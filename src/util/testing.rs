use std::env;
use std::sync::Once;
use tracing::{debug, info};
use tracing_subscriber::{
    filter::filter_fn,
    fmt::{self, format::FmtSpan},
    prelude::*,
    EnvFilter,
};

static TEST_SETUP: Once = Once::new();

pub fn init_test_setup() {
    TEST_SETUP.call_once(|| {
        if env::var("RUST_LOG").is_err() {
            env::set_var("RUST_LOG", "treeguide=trace");
        }
        // global logging subscriber, used by all tracing log macros
        setup_test_logging();
        info!("Test Setup complete");
    });
}

fn setup_test_logging() {
    debug!("INIT: Attempting logger init from testing.rs");

    // tempfile and walkdir internals are not interesting in test output
    let noisy_modules = ["tempfile", "walkdir"];
    let module_filter = filter_fn(move |metadata| {
        !noisy_modules
            .iter()
            .any(|name| metadata.target().starts_with(name))
    });

    let env_filter = EnvFilter::try_from_default_env().unwrap_or_else(|_| EnvFilter::new("debug"));

    let subscriber = tracing_subscriber::registry().with(
        fmt::layer()
            .with_writer(std::io::stderr)
            .with_target(true)
            .with_thread_names(false)
            .with_span_events(FmtSpan::ENTER | FmtSpan::CLOSE)
            .with_filter(module_filter)
            .with_filter(env_filter),
    );

    // Only set if we haven't already set a global subscriber
    if tracing::dispatcher::has_been_set() {
        debug!("Tracing subscriber already set");
    } else {
        subscriber.try_init().unwrap_or_else(|e| {
            eprintln!("Error: Failed to set up logging: {}", e);
        });
    }
}
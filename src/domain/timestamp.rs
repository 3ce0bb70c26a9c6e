//! Serde helpers for persisted timestamps.
//!
//! Timestamps are written as RFC 3339 in UTC. Reading is more lenient: naive
//! ISO-8601 date-times and bare dates are accepted and interpreted as UTC,
//! since older guide files were written without an offset.

use chrono::{DateTime, NaiveDate, NaiveDateTime, SecondsFormat, Utc};
use serde::{Deserialize, Deserializer, Serializer};

use crate::domain::DomainError;

/// Parse a timestamp in any of the accepted shapes.
pub fn parse(value: &str) -> Result<DateTime<Utc>, DomainError> {
    let value = value.trim();

    if let Ok(dt) = DateTime::parse_from_rfc3339(value) {
        return Ok(dt.with_timezone(&Utc));
    }
    if let Ok(naive) = NaiveDateTime::parse_from_str(value, "%Y-%m-%dT%H:%M:%S%.f") {
        return Ok(naive.and_utc());
    }
    if let Ok(naive) = NaiveDateTime::parse_from_str(value, "%Y-%m-%d %H:%M:%S%.f") {
        return Ok(naive.and_utc());
    }
    if let Ok(date) = NaiveDate::parse_from_str(value, "%Y-%m-%d") {
        if let Some(midnight) = date.and_hms_opt(0, 0, 0) {
            return Ok(midnight.and_utc());
        }
    }

    Err(DomainError::InvalidTimestamp(value.to_string()))
}

/// Canonical textual form used when writing files.
pub fn format(value: &DateTime<Utc>) -> String {
    value.to_rfc3339_opts(SecondsFormat::AutoSi, true)
}

pub fn serialize<S>(value: &DateTime<Utc>, serializer: S) -> Result<S::Ok, S::Error>
where
    S: Serializer,
{
    serializer.serialize_str(&format(value))
}

pub fn deserialize<'de, D>(deserializer: D) -> Result<DateTime<Utc>, D::Error>
where
    D: Deserializer<'de>,
{
    let raw = String::deserialize(deserializer)?;
    parse(&raw).map_err(serde::de::Error::custom)
}
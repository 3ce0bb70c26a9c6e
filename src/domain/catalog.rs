//! Two-level index of guides: product -> problem category -> guide ids.
//!
//! Guides are referenced by id only; the catalog never embeds them.

use std::collections::BTreeMap;

use chrono::{DateTime, Utc};
use serde::{Deserialize, Serialize};
use tracing::{debug, info};

use crate::domain::{timestamp, CategoryId, GuideId, ProductId};

pub const DEFAULT_MANUFACTURER: &str = "Generic Corp";
pub const DEFAULT_PRODUCT_VERSION: &str = "1.0";

fn default_manufacturer() -> String {
    DEFAULT_MANUFACTURER.to_string()
}

fn default_product_version() -> String {
    DEFAULT_PRODUCT_VERSION.to_string()
}

#[derive(Debug, Clone, PartialEq, Eq, Serialize, Deserialize)]
pub struct ProblemCategory {
    pub category_id: CategoryId,
    pub category_name: String,
    pub description: String,
    #[serde(default)]
    pub icon_name: Option<String>,
    #[serde(default)]
    pub guide_ids: Vec<GuideId>,
}

impl ProblemCategory {
    pub fn new(
        category_id: impl Into<CategoryId>,
        category_name: impl Into<String>,
        description: impl Into<String>,
    ) -> Self {
        Self {
            category_id: category_id.into(),
            category_name: category_name.into(),
            description: description.into(),
            icon_name: None,
            guide_ids: Vec::new(),
        }
    }

    /// Append a guide id; ids already listed are ignored.
    pub fn add_guide(&mut self, guide_id: impl Into<GuideId>) {
        let guide_id = guide_id.into();
        if !self.guide_ids.contains(&guide_id) {
            debug!("added guide {} to category {}", guide_id, self.category_name);
            self.guide_ids.push(guide_id);
        }
    }

    pub fn remove_guide(&mut self, guide_id: &str) -> bool {
        match self.guide_ids.iter().position(|g| g == guide_id) {
            Some(pos) => {
                self.guide_ids.remove(pos);
                debug!("removed guide {} from category {}", guide_id, self.category_name);
                true
            }
            None => false,
        }
    }

    pub fn contains(&self, guide_id: &str) -> bool {
        self.guide_ids.iter().any(|g| g == guide_id)
    }
}

#[derive(Debug, Clone, PartialEq, Eq, Serialize, Deserialize)]
pub struct Product {
    pub product_id: ProductId,
    pub product_name: String,
    pub description: String,
    #[serde(default = "default_manufacturer")]
    pub manufacturer: String,
    #[serde(default = "default_product_version")]
    pub version: String,
    #[serde(default)]
    pub icon_name: Option<String>,
    #[serde(default)]
    pub problem_categories: BTreeMap<CategoryId, ProblemCategory>,
}

impl Product {
    pub fn new(
        product_id: impl Into<ProductId>,
        product_name: impl Into<String>,
        description: impl Into<String>,
    ) -> Self {
        Self {
            product_id: product_id.into(),
            product_name: product_name.into(),
            description: description.into(),
            manufacturer: default_manufacturer(),
            version: default_product_version(),
            icon_name: None,
            problem_categories: BTreeMap::new(),
        }
    }

    pub fn with_manufacturer(mut self, manufacturer: impl Into<String>) -> Self {
        self.manufacturer = manufacturer.into();
        self
    }

    pub fn with_version(mut self, version: impl Into<String>) -> Self {
        self.version = version.into();
        self
    }

    /// Insert or replace a category under its own id.
    pub fn add_category(&mut self, category: ProblemCategory) {
        debug!(
            "added category {} to product {}",
            category.category_name, self.product_name
        );
        self.problem_categories
            .insert(category.category_id.clone(), category);
    }

    pub fn remove_category(&mut self, category_id: &str) -> bool {
        let removed = self.problem_categories.remove(category_id).is_some();
        if removed {
            debug!("removed category {} from product {}", category_id, self.product_name);
        }
        removed
    }

    pub fn category(&self, category_id: &str) -> Option<&ProblemCategory> {
        self.problem_categories.get(category_id)
    }

    pub fn category_mut(&mut self, category_id: &str) -> Option<&mut ProblemCategory> {
        self.problem_categories.get_mut(category_id)
    }

    /// Guide ids of every category, in category order.
    pub fn all_guide_ids(&self) -> Vec<&GuideId> {
        self.problem_categories
            .values()
            .flat_map(|c| c.guide_ids.iter())
            .collect()
    }
}

#[derive(Debug, Clone, PartialEq, Serialize)]
pub struct CatalogStatistics {
    pub total_products: usize,
    pub total_categories: usize,
    pub total_guides: usize,
    #[serde(with = "timestamp")]
    pub last_updated: DateTime<Utc>,
}

#[derive(Debug, Clone, PartialEq, Eq, Serialize, Deserialize)]
pub struct Catalog {
    #[serde(default)]
    pub products: BTreeMap<ProductId, Product>,
    #[serde(default = "Utc::now", with = "timestamp")]
    pub last_updated: DateTime<Utc>,
}

impl Default for Catalog {
    fn default() -> Self {
        Self::new()
    }
}

impl Catalog {
    pub fn new() -> Self {
        Self {
            products: BTreeMap::new(),
            last_updated: Utc::now(),
        }
    }

    /// Insert or replace a product under its own id.
    pub fn add_product(&mut self, product: Product) {
        info!("added product {} to catalog", product.product_name);
        self.products.insert(product.product_id.clone(), product);
        self.touch();
    }

    pub fn remove_product(&mut self, product_id: &str) -> bool {
        if self.products.remove(product_id).is_none() {
            return false;
        }
        info!("removed product {} from catalog", product_id);
        self.touch();
        true
    }

    pub fn product(&self, product_id: &str) -> Option<&Product> {
        self.products.get(product_id)
    }

    /// Mutable access; call [`Catalog::touch`] after editing.
    pub fn product_mut(&mut self, product_id: &str) -> Option<&mut Product> {
        self.products.get_mut(product_id)
    }

    /// Case-insensitive lookup by display name.
    pub fn product_by_name(&self, name: &str) -> Option<&Product> {
        let name = name.to_lowercase();
        self.products
            .values()
            .find(|p| p.product_name.to_lowercase() == name)
    }

    /// First product/category (in id order) listing the guide.
    pub fn find_guide_location(&self, guide_id: &str) -> Option<(ProductId, CategoryId)> {
        self.products.values().find_map(|product| {
            product
                .problem_categories
                .values()
                .find(|c| c.contains(guide_id))
                .map(|c| (product.product_id.clone(), c.category_id.clone()))
        })
    }

    pub fn statistics(&self) -> CatalogStatistics {
        CatalogStatistics {
            total_products: self.products.len(),
            total_categories: self
                .products
                .values()
                .map(|p| p.problem_categories.len())
                .sum(),
            total_guides: self.products.values().map(|p| p.all_guide_ids().len()).sum(),
            last_updated: self.last_updated,
        }
    }

    pub fn touch(&mut self) {
        self.last_updated = Utc::now();
    }

    /// Small sample catalog used when no catalog file is available.
    pub fn default_catalog() -> Self {
        let mut catalog = Self::new();

        let mut toaster = Product::new(
            "smart-toaster-3000",
            "Smart Toaster 3000",
            "Connected toaster with opinions about your breakfast",
        )
        .with_manufacturer("ToastTech Industries")
        .with_version("3.0.1");

        let mut toast = ProblemCategory::new(
            "toast-problems",
            "Toast Malfunctions",
            "Toast comes out wrong",
        );
        toast.add_guide("toast-too-dark");
        toast.add_guide("toast-too-light");
        toast.add_guide("toast-uneven");
        toaster.add_category(toast);

        let mut connectivity = ProblemCategory::new(
            "connectivity",
            "WiFi & Bluetooth",
            "The toaster cannot reach the network",
        );
        connectivity.add_guide("toaster-wont-connect");
        toaster.add_category(connectivity);
        catalog.add_product(toaster);

        let mut coffee = Product::new(
            "quantum-coffee",
            "Quantum Coffee Maker",
            "Brews in several states at once",
        )
        .with_manufacturer("Superposition Cafe")
        .with_version("4.2.0");

        let mut quantum = ProblemCategory::new(
            "quantum-issues",
            "Quantum Anomalies",
            "Coffee that is hot and cold at the same time",
        );
        quantum.add_guide("coffee-both-hot-and-cold");
        quantum.add_guide("coffee-exists-doesnt-exist");
        coffee.add_category(quantum);
        catalog.add_product(coffee);

        catalog
    }
}
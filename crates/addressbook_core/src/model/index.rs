//! One-based list position used by commands to address a contact.

use std::fmt::{Display, Formatter};
use std::num::NonZeroUsize;

/// Position in a displayed list.
///
/// Users see one-based positions while code indexes slices zero-based; this
/// type holds both views without ambiguity.
///
/// # Invariants
/// - The one-based value is always greater than zero.
#[derive(Debug, Clone, Copy, PartialEq, Eq, PartialOrd, Ord, Hash)]
pub struct Index(NonZeroUsize);

impl Index {
    /// Builds an index from a one-based position. Returns `None` for `0`.
    pub fn from_one_based(one_based: usize) -> Option<Self> {
        NonZeroUsize::new(one_based).map(Self)
    }

    /// Builds an index from a zero-based offset. Returns `None` when the
    /// one-based form would overflow.
    pub fn from_zero_based(zero_based: usize) -> Option<Self> {
        zero_based.checked_add(1).and_then(Self::from_one_based)
    }

    pub fn one_based(self) -> usize {
        self.0.get()
    }

    pub fn zero_based(self) -> usize {
        self.0.get() - 1
    }
}

impl Display for Index {
    fn fmt(&self, f: &mut Formatter<'_>) -> std::fmt::Result {
        write!(f, "{}", self.0)
    }
}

────────

**Exercise description:**
Beginning with the line containing "NonZeroUsize::new(one_based).map(Self)" and ending with the line containing "pub fn from_zero_based(zero_based: usize)", extract those lines exactly from the listing above, and only those.

**Output below:**
        NonZeroUsize::new(one_based).map(Self)
    }

    /// Builds an index from a zero-based offset. Returns `None` when the
    /// one-based form would overflow.
    pub fn from_zero_based(zero_based: usize) -> Option<Self> {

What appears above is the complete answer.